How many lines below contain the string "ComponentDescriptor"? Reply with the figure and no further words.
————
//! # JSON Project Files
//!
//! A project describes a board and, optionally, the exact state it was saved
//! in. Loading a project with a saved state reproduces the pin values, net
//! topology, component states and pending writes bit for bit, so a restored
//! board continues exactly where the saved one left off.
//!
//! Hand-written projects usually omit ids and the saved state and wire
//! components by name:
//!
//! ```json
//! {
//!   "name": "toggle",
//!   "components": [
//!     { "name": "CLOCK", "model": "clock", "properties": { "period": 2 } },
//!     { "name": "FF", "model": "toggle_flip_flop" }
//!   ],
//!   "connections": {
//!     "clock": {
//!       "source": { "component": "CLOCK", "pin": "CLK" },
//!       "targets": [{ "component": "FF", "pin": "CLK" }]
//!     }
//!   }
//! }
//! ```
//!
//! Saved projects list every net with its explicit edges instead.

use serde::{Deserialize, Serialize};
use serde_json::Value;
use std::collections::BTreeMap;
use std::fs;
use std::path::Path;
use tracing::{debug, info};

use crate::bus::NetPolicy;
use crate::component::{ComponentDescriptor, StateBlob};
use crate::connection::{DriveState, Edge};
use crate::engine::{Engine, EngineConfig, EngineState};
use crate::error::{EngineError, GraphError, ProjectError, SimulationFault};
use crate::library::ComponentLibrary;
use crate::pin::{PinValue, SignalClass};
use crate::types::{ComponentId, NetId, PinId, Tick};

fn default_version() -> String {
    "1.0".to_string()
}

/// Top-level project file
#[derive(Debug, Clone, PartialEq, Serialize, Deserialize)]
pub struct SystemConfig {
    pub name: String,
    #[serde(default)]
    pub description: String,
    #[serde(default = "default_version")]
    pub version: String,
    #[serde(default)]
    pub metadata: BTreeMap<String, Value>,
    #[serde(default)]
    pub engine: EngineConfig,
    pub components: Vec<ComponentConfig>,
    #[serde(default, skip_serializing_if = "Vec::is_empty")]
    pub nets: Vec<NetConfig>,
    #[serde(default, skip_serializing_if = "BTreeMap::is_empty")]
    pub connections: BTreeMap<String, ConnectionConfig>,
    #[serde(default, skip_serializing_if = "Option::is_none")]
    pub saved: Option<SavedState>,
}

#[derive(Debug, Clone, PartialEq, Serialize, Deserialize)]
pub struct ComponentConfig {
    #[serde(default, skip_serializing_if = "Option::is_none")]
    pub id: Option<ComponentId>,
    #[serde(flatten)]
    pub descriptor: ComponentDescriptor,
    /// Arena ids of the component's pins, in declaration order.
    #[serde(default, skip_serializing_if = "Vec::is_empty")]
    pub pin_ids: Vec<PinId>,
}

impl From<ComponentDescriptor> for ComponentConfig {
    fn from(descriptor: ComponentDescriptor) -> Self {
        ComponentConfig {
            id: None,
            descriptor,
            pin_ids: Vec::new(),
        }
    }
}

/// A saved net: its id, policy and the explicit edges joining its pins.
#[derive(Debug, Clone, PartialEq, Eq, Serialize, Deserialize)]
pub struct NetConfig {
    pub id: NetId,
    pub policy: NetPolicy,
    pub class: SignalClass,
    pub edges: Vec<Edge>,
}

/// One source pin wired to any number of targets.
#[derive(Debug, Clone, PartialEq, Eq, Serialize, Deserialize)]
pub struct ConnectionConfig {
    pub source: PinReference,
    pub targets: Vec<PinReference>,
    #[serde(default, skip_serializing_if = "Option::is_none")]
    pub policy: Option<NetPolicy>,
    /// Join each target onto this bit offset of the source instead of the
    /// whole width.
    #[serde(default, skip_serializing_if = "Option::is_none")]
    pub offset: Option<u8>,
}

#[derive(Debug, Clone, PartialEq, Eq, Serialize, Deserialize)]
pub struct PinReference {
    pub component: String,
    pub pin: String,
}

impl PinReference {
    pub fn new(component: &str, pin: &str) -> Self {
        PinReference {
            component: component.to_string(),
            pin: pin.to_string(),
        }
    }
}

/// Runtime state of one component.
#[derive(Debug, Clone, PartialEq, Eq, Serialize, Deserialize)]
pub struct ComponentRuntime {
    pub id: ComponentId,
    pub state: StateBlob,
    #[serde(default)]
    pub last_clock: bool,
    #[serde(default, skip_serializing_if = "Option::is_none")]
    pub last_inputs: Option<BTreeMap<String, PinValue>>,
    #[serde(default)]
    pub evaluations: u64,
}

#[derive(Debug, Clone, PartialEq, Eq, Serialize, Deserialize)]
pub struct DelayedWrite {
    pub tick: Tick,
    pub pin: PinId,
    pub value: PinValue,
}

/// Everything that changes while the board runs.
#[derive(Debug, Clone, PartialEq, Eq, Serialize, Deserialize)]
pub struct SavedState {
    pub tick: Tick,
    pub state: EngineState,
    #[serde(default, skip_serializing_if = "Option::is_none")]
    pub fault: Option<SimulationFault>,
    pub drives: DriveState,
    #[serde(default, skip_serializing_if = "Vec::is_empty")]
    pub delayed: Vec<DelayedWrite>,
    pub components: Vec<ComponentRuntime>,
}

#[derive(Debug, Clone, PartialEq, Eq)]
pub struct SystemInfo {
    pub name: String,
    pub description: String,
    pub component_count: usize,
    pub net_count: usize,
    pub connection_count: usize,
    pub saved_tick: Option<Tick>,
}

impl SystemConfig {
    pub fn new(name: &str) -> Self {
        SystemConfig {
            name: name.to_string(),
            description: String::new(),
            version: default_version(),
            metadata: BTreeMap::new(),
            engine: EngineConfig::default(),
            components: Vec::new(),
            nets: Vec::new(),
            connections: BTreeMap::new(),
            saved: None,
        }
    }

    /// Capture the complete board and its current state.
    pub fn capture(engine: &Engine, name: &str) -> Self {
        let connections = engine.connections();
        let components = engine
            .components()
            .map(|c| ComponentConfig {
                id: Some(c.id),
                descriptor: c.descriptor.clone(),
                pin_ids: c.pins().map(|(_, pin)| pin).collect(),
            })
            .collect();

        let nets = connections
            .nets()
            .map(|net| NetConfig {
                id: net.id,
                policy: net.policy,
                class: net.class,
                edges: connections
                    .edges()
                    .filter(|edge| connections.net_of(edge.wide) == Some(net.id))
                    .copied()
                    .collect(),
            })
            .collect();

        let saved = SavedState {
            tick: engine.tick(),
            state: engine.state(),
            fault: engine.fault().cloned(),
            drives: connections.drive_state(),
            delayed: engine
                .delayed()
                .iter()
                .flat_map(|(tick, writes)| {
                    writes.iter().map(move |(pin, value)| DelayedWrite {
                        tick: *tick,
                        pin: *pin,
                        value: *value,
                    })
                })
                .collect(),
            components: engine
                .components()
                .map(|c| ComponentRuntime {
                    id: c.id,
                    state: c.state.clone(),
                    last_clock: c.last_clock,
                    last_inputs: c.last_inputs.clone(),
                    evaluations: c.evaluations,
                })
                .collect(),
        };

        SystemConfig {
            engine: engine.config().clone(),
            components,
            nets,
            saved: Some(saved),
            ..SystemConfig::new(name)
        }
    }

    pub fn from_json(json: &str) -> Result<Self, ProjectError> {
        Ok(serde_json::from_str(json)?)
    }

    pub fn to_json(&self) -> Result<String, ProjectError> {
        Ok(serde_json::to_string_pretty(self)?)
    }

    pub fn load_json(path: impl AsRef<Path>) -> Result<Self, ProjectError> {
        let path = path.as_ref();
        let content = fs::read_to_string(path).map_err(|source| ProjectError::Io {
            path: path.display().to_string(),
            source,
        })?;
        Self::from_json(&content)
    }

    pub fn save_json(&self, path: impl AsRef<Path>) -> Result<(), ProjectError> {
        let path = path.as_ref();
        fs::write(path, self.to_json()?).map_err(|source| ProjectError::Io {
            path: path.display().to_string(),
            source,
        })?;
        info!(path = %path.display(), project = %self.name, "saved project");
        Ok(())
    }

    pub fn info(&self) -> SystemInfo {
        SystemInfo {
            name: self.name.clone(),
            description: self.description.clone(),
            component_count: self.components.len(),
            net_count: self.nets.len(),
            connection_count: self.connections.values().map(|c| c.targets.len()).sum(),
            saved_tick: self.saved.as_ref().map(|s| s.tick),
        }
    }
}

/// Builds engines from project files
#[derive(Debug, Clone, Default)]
pub struct SystemFactory {
    library: ComponentLibrary,
}

impl SystemFactory {
    pub fn new() -> Self {
        Self::with_library(ComponentLibrary::new())
    }

    pub fn with_library(library: ComponentLibrary) -> Self {
        SystemFactory { library }
    }

    pub fn library(&self) -> &ComponentLibrary {
        &self.library
    }

    pub fn create_from_json(&self, path: impl AsRef<Path>) -> Result<Engine, ProjectError> {
        let config = SystemConfig::load_json(path)?;
        self.create(&config)
    }

    pub fn create(&self, config: &SystemConfig) -> Result<Engine, ProjectError> {
        let mut engine = Engine::with_library(config.engine.clone(), self.library.clone());
        self.create_components(config, &mut engine)?;
        for net in &config.nets {
            engine
                .connections_mut()
                .restore_net(net.id, net.policy, net.class, &net.edges)?;
        }
        self.connect_components(config, &mut engine)?;
        if let Some(saved) = &config.saved {
            restore_state(&mut engine, saved)?;
        }
        info!(
            project = %config.name,
            components = engine.components().count(),
            nets = engine.connections().nets().count(),
            tick = engine.tick(),
            "created system"
        );
        Ok(engine)
    }

    fn create_components(&self, config: &SystemConfig, engine: &mut Engine) -> Result<(), ProjectError> {
        for component in &config.components {
            let descriptor = component.descriptor.clone();
            let logic = self.library.build(&descriptor).map_err(EngineError::from)?;
            let pin_ids = (!component.pin_ids.is_empty()).then_some(component.pin_ids.as_slice());
            match component.id {
                Some(id) => engine.insert_component(id, descriptor, logic, pin_ids)?,
                None => {
                    engine.add_component(descriptor, logic)?;
                }
            }
        }
        Ok(())
    }

    fn connect_components(&self, config: &SystemConfig, engine: &mut Engine) -> Result<(), ProjectError> {
        for (name, connection) in &config.connections {
            let source = resolve_reference(engine, &connection.source)?;
            for target in &connection.targets {
                let target = resolve_reference(engine, target)?;
                match connection.offset {
                    Some(offset) => engine.connect_mapped(source, target, offset, connection.policy)?,
                    None => engine.connect(source, target, connection.policy)?,
                };
            }
            debug!(connection = %name, targets = connection.targets.len(), "wired connection");
        }
        Ok(())
    }
}

fn resolve_reference(engine: &Engine, reference: &PinReference) -> Result<PinId, ProjectError> {
    let component = engine.find_component(&reference.component).ok_or_else(|| {
        ProjectError::Inconsistent(format!("no component named '{}'", reference.component))
    })?;
    Ok(engine.pin_id(component, &reference.pin)?)
}

fn restore_state(engine: &mut Engine, saved: &SavedState) -> Result<(), ProjectError> {
    engine.clear_pending();
    engine.connections_mut().restore_drive_state(&saved.drives)?;

    for runtime in &saved.components {
        let component = engine
            .component_mut(runtime.id)
            .ok_or(GraphError::UnknownComponent(runtime.id))?;
        component.state = runtime.state.clone();
        component.last_clock = runtime.last_clock;
        component.last_inputs = runtime.last_inputs.clone();
        component.evaluations = runtime.evaluations;
    }

    let mut delayed: BTreeMap<Tick, Vec<(PinId, PinValue)>> = BTreeMap::new();
    for write in &saved.delayed {
        if engine.connections().pin(write.pin).is_none() {
            return Err(GraphError::UnknownPin(write.pin).into());
        }
        delayed.entry(write.tick).or_default().push((write.pin, write.value));
    }
    engine.restore_timeline(saved.tick, saved.state, saved.fault.clone(), delayed);
    Ok(())
}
————
Output of the task — 4